* _PROBLEM STATEMENT_: Copy out all lines of the records in which the word "write" appears.
DATASET ENTRIES Block Start
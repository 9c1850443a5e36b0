//! Provider-agnostic types for the LLM gateway

use async_trait::async_trait;
use serde::{Deserialize, Serialize};
use serde_json::Value;
use url::Url;

use crate::error::GatewayError;

/// Message role as the backend sees it
#[derive(Debug, Clone, Copy, PartialEq, Eq, Serialize, Deserialize)]
#[serde(rename_all = "lowercase")]
pub enum ContentRole {
    User,
    /// The model's own earlier output
    Model,
}

impl std::fmt::Display for ContentRole {
    fn fmt(&self, f: &mut std::fmt::Formatter<'_>) -> std::fmt::Result {
        match self {
            Self::User => write!(f, "user"),
            Self::Model => write!(f, "model"),
        }
    }
}

/// One piece of conversation content sent to the backend
#[derive(Debug, Clone, PartialEq, Eq, Serialize, Deserialize)]
pub struct ContentTurn {
    pub role: ContentRole,
    pub text: String,
}

impl ContentTurn {
    pub fn user(text: impl Into<String>) -> Self {
        Self {
            role: ContentRole::User,
            text: text.into(),
        }
    }

    pub fn model(text: impl Into<String>) -> Self {
        Self {
            role: ContentRole::Model,
            text: text.into(),
        }
    }
}

/// Backend-side tools that can be switched on for a single call
#[derive(Debug, Clone, Copy, PartialEq, Eq, Serialize, Deserialize)]
#[serde(rename_all = "snake_case")]
pub enum GatewayTool {
    WebSearch,
}

/// Per-call generation options
#[derive(Debug, Clone, Default)]
pub struct GenerateOptions {
    /// JSON schema the output must follow; forces JSON instead of free text
    pub response_schema: Option<Value>,
    pub tools: Vec<GatewayTool>,
    pub temperature: Option<f32>,
}

impl GenerateOptions {
    pub fn with_schema(mut self, schema: Value) -> Self {
        self.response_schema = Some(schema);
        self
    }

    pub fn with_tools(mut self, tools: Vec<GatewayTool>) -> Self {
        self.tools = tools;
        self
    }

    pub fn with_temperature(mut self, temperature: f32) -> Self {
        self.temperature = Some(temperature);
        self
    }
}

/// A source the backend reports as having informed its answer
#[derive(Debug, Clone, PartialEq, Eq)]
pub enum GroundingReference {
    /// A web page with a resolvable absolute URL
    Web { url: Url, title: Option<String> },
    /// A reference the backend reported without a usable URL
    Unlinked { title: Option<String> },
}

impl GroundingReference {
    pub fn url(&self) -> Option<&Url> {
        match self {
            Self::Web { url, .. } => Some(url),
            Self::Unlinked { .. } => None,
        }
    }
}

/// Output of one generate call
#[derive(Debug, Clone, Default)]
pub struct Generation {
    pub text: String,
    pub grounding: Vec<GroundingReference>,
}

impl Generation {
    pub fn text(text: impl Into<String>) -> Self {
        Self {
            text: text.into(),
            grounding: Vec::new(),
        }
    }
}

/// Single "generate" call against an LLM backend.
///
/// Implementations perform exactly one outbound request and no retries.
#[async_trait]
pub trait LlmGateway: Send + Sync {
    /// Human-readable provider name (e.g. "google")
    fn provider_name(&self) -> &str;

    /// Model identifier (e.g. "gemini-2.5-flash")
    fn model(&self) -> &str;

    async fn generate(
        &self,
        system_instruction: &str,
        content: &[ContentTurn],
        options: &GenerateOptions,
    ) -> Result<Generation, GatewayError>;
}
DATASET ENTRIES Block End
* _REPLY TO THE EXERCISE_:
            Self::User => write!(f, "user"),
            Self::Model => write!(f, "model"),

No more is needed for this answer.